Genf: Zweite Verhandlungsrunde zur Beendigung des Ukraine-Kriegs.
Diplomatische Gespräche in der Schweiz
Nach Angaben von TSN.ua: Am 18. Februar findet in Genf die zweite Runde von Dreiergesprächen zur Beendigung des Krieges in der Ukraine statt. An den Verhandlungen nehmen Vertreter aus Kiew, Russland und den USA teil. Die Gespräche sind für die erste Tageshälfte angesetzt. Bereits am 17. Februar hatten sich Delegationen der Ukraine, der USA und Russlands in der Schweizer Stadt getroffen.
Der Leiter der ukrainischen Gruppe, Rustem Umjerow, Sekretär des Nationalen Sicherheits- und Verteidigungsrates, teilte mit, dass nach einem gemeinsamen Treffen die Arbeit in kleineren Arbeitsgruppen fortgesetzt wurde. Die Ergebnisse der Diskussionen seien dem ukrainischen Präsidenten Wolodymyr Selenskyj vorgetragen worden.

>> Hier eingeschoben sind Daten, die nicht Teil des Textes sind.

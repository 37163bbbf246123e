//! HTTP request handlers, access control, and DTO conversion.
//!
//! Each handler resolves the caller through `AuthGuard`, converts the
//! request DTOs to service parameters, and maps the domain result back to a
//! response. Access control lives here, at the edge; services assume their
//! caller was already authorized.

pub mod application;
pub mod auth;
pub mod gate;
pub mod user;
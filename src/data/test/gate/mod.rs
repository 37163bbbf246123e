use crate::{data::gate::CategoryGateRepository, error::AppError, model::application::Category};
use test_utils::{builder::TestBuilder, factory};

mod set_open;
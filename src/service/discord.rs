use serenity::all::{GuildId, Http, RoleId, UserId};

use crate::error::AppError;

pub struct DiscordGuildService<'a> {
    http: &'a Http,
    guild_id: GuildId,
}

impl<'a> DiscordGuildService<'a> {
    pub fn new(http: &'a Http, guild_id: u64) -> Self {
        Self {
            http,
            guild_id: GuildId::new(guild_id),
        }
    }

    /// Looks up a guild member by their exact Discord username.
    ///
    /// Requires the GUILD_MEMBERS privileged intent on the bot.
    ///
    /// # Arguments
    /// - `username` - The Discord username (not the guild nickname)
    ///
    /// # Returns
    /// - `Ok(Some(u64))` - Discord user ID of the matching member
    /// - `Ok(None)` - No member with that username
    /// - `Err(AppError::DiscordErr)` - Discord API call failed
    pub async fn find_member_id(&self, username: &str) -> Result<Option<u64>, AppError> {
        let members = self
            .http
            .get_guild_members(self.guild_id, None, None)
            .await?;

        Ok(members
            .iter()
            .find(|m| m.user.name == username)
            .map(|m| m.user.id.get()))
    }

    /// Grants a role to a guild member.
    ///
    /// # Arguments
    /// - `user_id` - Discord user ID of the member
    /// - `role_id` - Discord role ID to grant
    /// - `reason` - Audit log reason shown in the guild's audit log
    pub async fn grant_role(
        &self,
        user_id: u64,
        role_id: u64,
        reason: &str,
    ) -> Result<(), AppError> {
        self.http
            .add_member_role(
                self.guild_id,
                UserId::new(user_id),
                RoleId::new(role_id),
                Some(reason),
            )
            .await?;

        tracing::info!(
            "Granted role {} to user {} in guild {}",
            role_id,
            user_id,
            self.guild_id
        );

        Ok(())
    }
}
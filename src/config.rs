use crate::error::{config::ConfigError, AppError};
use crate::model::application::Category;

const DEFAULT_LISTEN_ADDR: &str = "127.0.0.1:8080";

pub struct Config {
    pub database_url: String,

    /// Public base URL, used as the OpenID realm and redirect base.
    pub app_url: String,
    pub listen_addr: String,

    pub steam_api_key: String,

    /// SteamID64 that receives the admin role on first login, if set.
    pub bootstrap_admin: Option<u64>,

    pub discord: DiscordConfig,
}

/// Guild, role, and webhook settings for the Discord side.
#[derive(Debug, Clone)]
pub struct DiscordConfig {
    pub bot_token: String,
    pub guild_id: u64,

    pub whitelist_role_id: u64,
    pub rejected_role_id: u64,

    pub whitelist_webhook_url: String,
    pub police_webhook_url: String,
    pub ems_webhook_url: String,
}

impl DiscordConfig {
    /// The notification webhook for a category's channel.
    pub fn webhook_for(&self, category: Category) -> &str {
        match category {
            Category::Whitelist => &self.whitelist_webhook_url,
            Category::Police => &self.police_webhook_url,
            Category::Ems => &self.ems_webhook_url,
        }
    }
}

impl Config {
    pub fn from_env() -> Result<Self, AppError> {
        Ok(Self {
            database_url: require("DATABASE_URL")?,
            app_url: require("APP_URL")?,
            listen_addr: std::env::var("LISTEN_ADDR")
                .unwrap_or_else(|_| DEFAULT_LISTEN_ADDR.to_string()),
            steam_api_key: require("STEAM_API_KEY")?,
            bootstrap_admin: optional_u64("ADMIN_STEAM_ID")?,
            discord: DiscordConfig {
                bot_token: require("DISCORD_BOT_TOKEN")?,
                guild_id: require_u64("DISCORD_GUILD_ID")?,
                whitelist_role_id: require_u64("WHITELIST_ROLE_ID")?,
                rejected_role_id: require_u64("REJECTED_ROLE_ID")?,
                whitelist_webhook_url: require("WHITELIST_WEBHOOK_URL")?,
                police_webhook_url: require("POLICE_WEBHOOK_URL")?,
                ems_webhook_url: require("EMS_WEBHOOK_URL")?,
            },
        })
    }
}

fn require(name: &str) -> Result<String, AppError> {
    std::env::var(name).map_err(|_| ConfigError::MissingEnvVar(name.to_string()).into())
}

fn require_u64(name: &str) -> Result<u64, AppError> {
    require(name)?
        .parse::<u64>()
        .map_err(|_| ConfigError::InvalidEnvVar(name.to_string()).into())
}

fn optional_u64(name: &str) -> Result<Option<u64>, AppError> {
    match std::env::var(name) {
        Ok(value) => value
            .parse::<u64>()
            .map(Some)
            .map_err(|_| ConfigError::InvalidEnvVar(name.to_string()).into()),
        Err(_) => Ok(None),
    }
}
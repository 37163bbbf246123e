//! Category gate factory for creating test gate entities.
//!
//! This module provides factory methods for creating category gate rows with
//! sensible defaults. Gates are keyed by category, so tests usually create at
//! most one per category.

use chrono::Utc;
use sea_orm::{ActiveModelTrait, ActiveValue, DatabaseConnection, DbErr};

/// Factory for creating test category gates with customizable fields.
///
/// # Example
///
/// ```rust,ignore
/// use test_utils::factory::category_gate::CategoryGateFactory;
///
/// let gate = CategoryGateFactory::new(&db, "police")
///     .is_open(false)
///     .build()
///     .await?;
/// ```
pub struct CategoryGateFactory<'a> {
    db: &'a DatabaseConnection,
    category: String,
    is_open: bool,
}

impl<'a> CategoryGateFactory<'a> {
    /// Creates a new CategoryGateFactory with default values.
    ///
    /// Defaults:
    /// - is_open: `true`
    ///
    /// # Arguments
    /// - `db` - Database connection for inserting the entity
    /// - `category` - Category key the gate controls
    ///
    /// # Returns
    /// - `CategoryGateFactory` - New factory instance with defaults
    pub fn new(db: &'a DatabaseConnection, category: impl Into<String>) -> Self {
        Self {
            db,
            category: category.into(),
            is_open: true,
        }
    }

    /// Sets whether the gate is open.
    ///
    /// # Arguments
    /// - `is_open` - Whether submissions are accepted for the category
    ///
    /// # Returns
    /// - `Self` - Factory instance for method chaining
    pub fn is_open(mut self, is_open: bool) -> Self {
        self.is_open = is_open;
        self
    }

    /// Builds and inserts the category gate entity into the database.
    ///
    /// # Returns
    /// - `Ok(entity::category_gate::Model)` - Created category gate entity
    /// - `Err(DbErr)` - Database error during insert
    pub async fn build(self) -> Result<entity::category_gate::Model, DbErr> {
        entity::category_gate::ActiveModel {
            category: ActiveValue::Set(self.category),
            is_open: ActiveValue::Set(self.is_open),
            updated_at: ActiveValue::Set(Utc::now()),
        }
        .insert(self.db)
        .await
    }
}

/// Creates a category gate with an explicit open state.
///
/// Shorthand for `CategoryGateFactory::new(db, category).is_open(is_open).build().await`.
///
/// # Arguments
/// - `db` - Database connection
/// - `category` - Category key the gate controls
/// - `is_open` - Whether submissions are accepted for the category
///
/// # Returns
/// - `Ok(entity::category_gate::Model)` - Created category gate entity
/// - `Err(DbErr)` - Database error during insert
///
/// # Example
///
/// ```rust,ignore
/// let gate = create_gate(&db, "whitelist", true).await?;
/// ```
pub async fn create_gate(
    db: &DatabaseConnection,
    category: impl Into<String>,
    is_open: bool,
) -> Result<entity::category_gate::Model, DbErr> {
    CategoryGateFactory::new(db, category).is_open(is_open).build().await
}
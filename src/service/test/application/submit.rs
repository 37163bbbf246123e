use super::*;

use tokio::sync::mpsc;

use crate::service::{lifecycle::LifecycleService, notification::NotificationDispatcher};

fn whitelist_fields() -> HashMap<String, String> {
    Category::Whitelist
        .required_fields()
        .iter()
        .map(|key| (key.to_string(), format!("Svar til {}", key)))
        .collect()
}

/// Tests submitting a valid police application.
///
/// Verifies that the application is persisted in `AFVENTER` with the
/// applicant block and every narrative answer intact.
///
/// Expected: Ok(Application) that can be read back
#[tokio::test]
async fn creates_pending_police_application() -> Result<(), AppError> {
    let test = TestBuilder::new()
        .with_portal_tables()
        .build()
        .await
        .unwrap();
    let db = test.db.as_ref().unwrap();

    factory::user::create_user_with_steam_id(db, 76561198000000001).await?;
    let actor = whitelisted_actor(76561198000000001);

    let application = ApplicationService::new(db)
        .submit(&actor, Category::Police, police_payload())
        .await?;

    assert_eq!(application.steam_id, 76561198000000001);
    assert_eq!(application.category, Category::Police);
    assert_eq!(application.name, "Anna Jensen");
    assert_eq!(application.age, 24);
    assert_eq!(application.discord, "anna_j");
    assert_eq!(application.status, ApplicationStatus::Afventer);
    assert_eq!(application.fields.len(), 3);

    let stored = ApplicationRepository::new(db)
        .latest_for_user(76561198000000001, Category::Police)
        .await?
        .unwrap();
    assert_eq!(stored, application);

    Ok(())
}

/// Tests that police submissions require a whitelist approval.
///
/// Expected: Err(WhitelistRequired) and nothing persisted
#[tokio::test]
async fn rejects_unlisted_actor_for_police() -> Result<(), AppError> {
    let test = TestBuilder::new()
        .with_portal_tables()
        .build()
        .await
        .unwrap();
    let db = test.db.as_ref().unwrap();

    factory::user::create_user_with_steam_id(db, 76561198000000001).await?;
    let actor = unlisted_actor(76561198000000001);

    let result = ApplicationService::new(db)
        .submit(&actor, Category::Police, police_payload())
        .await;

    assert!(result.is_err());
    match result.unwrap_err() {
        AppError::ApplicationErr(ApplicationError::WhitelistRequired(category)) => {
            assert_eq!(category, Category::Police);
        }
        e => panic!("Expected WhitelistRequired error, got: {:?}", e),
    }

    let stored = ApplicationRepository::new(db)
        .latest_for_user(76561198000000001, Category::Police)
        .await?;
    assert!(stored.is_none());

    Ok(())
}

/// Tests that a pending application blocks a second submission.
///
/// Eligibility is checked before the payload, so the block fires even for
/// an empty form.
///
/// Expected: Err(AlreadyApplied)
#[tokio::test]
async fn rejects_duplicate_pending_application() -> Result<(), AppError> {
    let test = TestBuilder::new()
        .with_portal_tables()
        .build()
        .await
        .unwrap();
    let db = test.db.as_ref().unwrap();

    factory::user::create_user_with_steam_id(db, 76561198000000001).await?;
    factory::create_application_with_status(db, 76561198000000001, "whitelist", "AFVENTER")
        .await?;
    let actor = unlisted_actor(76561198000000001);

    let payload = CreateApplicationDto {
        name: "Anna Jensen".to_string(),
        age: 24,
        discord: "anna_j".to_string(),
        fields: HashMap::new(),
    };
    let result = ApplicationService::new(db)
        .submit(&actor, Category::Whitelist, payload)
        .await;

    assert!(result.is_err());
    match result.unwrap_err() {
        AppError::ApplicationErr(ApplicationError::AlreadyApplied(category)) => {
            assert_eq!(category, Category::Whitelist);
        }
        e => panic!("Expected AlreadyApplied error, got: {:?}", e),
    }

    Ok(())
}

/// Tests that a blank name or Discord username is rejected.
///
/// Expected: Err(BadRequest) for either blank field
#[tokio::test]
async fn rejects_blank_applicant_block() -> Result<(), AppError> {
    let test = TestBuilder::new()
        .with_portal_tables()
        .build()
        .await
        .unwrap();
    let db = test.db.as_ref().unwrap();

    factory::user::create_user_with_steam_id(db, 76561198000000001).await?;
    let actor = whitelisted_actor(76561198000000001);
    let service = ApplicationService::new(db);

    let mut payload = police_payload();
    payload.name = "   ".to_string();
    let result = service.submit(&actor, Category::Police, payload).await;
    match result.unwrap_err() {
        AppError::BadRequest(message) => {
            assert_eq!(message, "Name and Discord username are required");
        }
        e => panic!("Expected BadRequest error, got: {:?}", e),
    }

    let mut payload = police_payload();
    payload.discord = String::new();
    let result = service.submit(&actor, Category::Police, payload).await;
    assert!(matches!(result.unwrap_err(), AppError::BadRequest(_)));

    Ok(())
}

/// Tests that a non-positive age is rejected.
///
/// Expected: Err(BadRequest)
#[tokio::test]
async fn rejects_non_positive_age() -> Result<(), AppError> {
    let test = TestBuilder::new()
        .with_portal_tables()
        .build()
        .await
        .unwrap();
    let db = test.db.as_ref().unwrap();

    factory::user::create_user_with_steam_id(db, 76561198000000001).await?;
    let actor = whitelisted_actor(76561198000000001);

    let mut payload = police_payload();
    payload.age = 0;
    let result = ApplicationService::new(db)
        .submit(&actor, Category::Police, payload)
        .await;

    match result.unwrap_err() {
        AppError::BadRequest(message) => {
            assert_eq!(message, "Age must be a positive number");
        }
        e => panic!("Expected BadRequest error, got: {:?}", e),
    }

    Ok(())
}

/// Tests that a field key outside the category schema is rejected.
///
/// Expected: Err(UnknownField) naming the stray key
#[tokio::test]
async fn rejects_unknown_field_key() -> Result<(), AppError> {
    let test = TestBuilder::new()
        .with_portal_tables()
        .build()
        .await
        .unwrap();
    let db = test.db.as_ref().unwrap();

    factory::user::create_user_with_steam_id(db, 76561198000000001).await?;
    let actor = whitelisted_actor(76561198000000001);

    let mut payload = police_payload();
    payload
        .fields
        .insert("favorite_color".to_string(), "Blaa".to_string());
    let result = ApplicationService::new(db)
        .submit(&actor, Category::Police, payload)
        .await;

    match result.unwrap_err() {
        AppError::ApplicationErr(ApplicationError::UnknownField { category, field }) => {
            assert_eq!(category, Category::Police);
            assert_eq!(field, "favorite_color");
        }
        e => panic!("Expected UnknownField error, got: {:?}", e),
    }

    Ok(())
}

/// Tests that absent and blank required answers are reported together.
///
/// Expected: Err(MissingFields) listing both keys in schema order
#[tokio::test]
async fn reports_missing_required_fields() -> Result<(), AppError> {
    let test = TestBuilder::new()
        .with_portal_tables()
        .build()
        .await
        .unwrap();
    let db = test.db.as_ref().unwrap();

    factory::user::create_user_with_steam_id(db, 76561198000000001).await?;
    let actor = whitelisted_actor(76561198000000001);

    let mut payload = police_payload();
    payload
        .fields
        .insert("police_motivation".to_string(), "  ".to_string());
    payload.fields.remove("good_police_qualities");
    let result = ApplicationService::new(db)
        .submit(&actor, Category::Police, payload)
        .await;

    match result.unwrap_err() {
        AppError::ApplicationErr(ApplicationError::MissingFields { category, fields }) => {
            assert_eq!(category, Category::Police);
            assert_eq!(
                fields,
                vec![
                    "police_motivation".to_string(),
                    "good_police_qualities".to_string()
                ]
            );
        }
        e => panic!("Expected MissingFields error, got: {:?}", e),
    }

    Ok(())
}

/// Tests that whitelist submissions need no prior approval and no
/// optional answers.
///
/// Expected: Ok(Application) in `AFVENTER`
#[tokio::test]
async fn accepts_whitelist_submission_without_optional_fields() -> Result<(), AppError> {
    let test = TestBuilder::new()
        .with_portal_tables()
        .build()
        .await
        .unwrap();
    let db = test.db.as_ref().unwrap();

    factory::user::create_user_with_steam_id(db, 76561198000000001).await?;
    let actor = unlisted_actor(76561198000000001);

    let payload = CreateApplicationDto {
        name: "Mikkel Soerensen".to_string(),
        age: 19,
        discord: "mikkel_s".to_string(),
        fields: whitelist_fields(),
    };
    let application = ApplicationService::new(db)
        .submit(&actor, Category::Whitelist, payload)
        .await?;

    assert_eq!(application.category, Category::Whitelist);
    assert_eq!(application.status, ApplicationStatus::Afventer);
    assert_eq!(
        application.fields.len(),
        Category::Whitelist.required_fields().len()
    );

    Ok(())
}

/// Tests a whitelist application from submission through approval.
///
/// Verifies that a second submission is blocked while the first is under
/// review, and that the admin decision persists and queues exactly one
/// notification for the applicant.
///
/// Expected: duplicate blocked, then `GODKENDT` with a single queued job
#[tokio::test]
async fn walks_whitelist_application_through_approval() -> Result<(), AppError> {
    let test = TestBuilder::new()
        .with_portal_tables()
        .build()
        .await
        .unwrap();
    let db = test.db.as_ref().unwrap();

    factory::user::create_user_with_steam_id(db, 76561198000000001).await?;
    let actor = unlisted_actor(76561198000000001);
    let service = ApplicationService::new(db);

    let payload = CreateApplicationDto {
        name: "Anna".to_string(),
        age: 22,
        discord: "anna_rp".to_string(),
        fields: whitelist_fields(),
    };
    let application = service
        .submit(&actor, Category::Whitelist, payload.clone())
        .await?;
    assert_eq!(application.status, ApplicationStatus::Afventer);

    let second = service.submit(&actor, Category::Whitelist, payload).await;
    assert!(matches!(
        second.unwrap_err(),
        AppError::ApplicationErr(ApplicationError::AlreadyApplied(Category::Whitelist))
    ));

    let (tx, mut rx) = mpsc::channel(8);
    let dispatcher = NotificationDispatcher::for_sender(tx);
    let decided = LifecycleService::new(db, &dispatcher)
        .decide(
            Category::Whitelist,
            application.id,
            ApplicationStatus::Godkendt,
        )
        .await?;
    assert_eq!(decided.status, ApplicationStatus::Godkendt);

    let job = rx.try_recv().unwrap();
    assert_eq!(job.application_id, application.id);
    assert_eq!(job.category, Category::Whitelist);
    assert_eq!(job.status, ApplicationStatus::Godkendt);
    assert_eq!(job.discord_handle, "anna_rp");
    assert!(rx.try_recv().is_err());

    Ok(())
}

Auch der Sonderbeauftragte des US-Präsidenten, Steve Witkoff, betonte, dass die Gespräche am 17. Februar zu einem 'erheblichen Fortschritt' geführt hätten.
„Die Bemühungen von Präsident Donald Trump haben es ermöglicht, die Seiten für eine Beendigung des Krieges zusammenzubringen.“ — Steve Witkoff
Hintergrund der Verhandlungen
Die aktuellen Gespräche finden vor dem Hintergrund eines bereits mehrere Jahre andauernden Konflikts in der Ukraine statt. Die Einbindung der USA als Vermittler unterstreicht das internationale Interesse an Stabilität in der Region und die Suche nach einer friedlichen Lösung. Ein Erfolg dieser Verhandlungen könnte erhebliche Auswirkungen auf die weitere Entwicklung in der Ukraine und die Beziehungen zwischen den Schlüsselakteuren auf der internationalen Bühne haben. Die Gespräche werden von der internationalen Gemeinschaft mit großer Aufmerksamkeit verfolgt.
- Die zweite Verhandlungsrunde ist für den 18. Februar terminiert.
- Die Gespräche vom 17. Februar haben bereits deutliche Fortschritte erzielt.
- Die Rolle der USA als Vermittler zeigt das hohe internationale Engagement.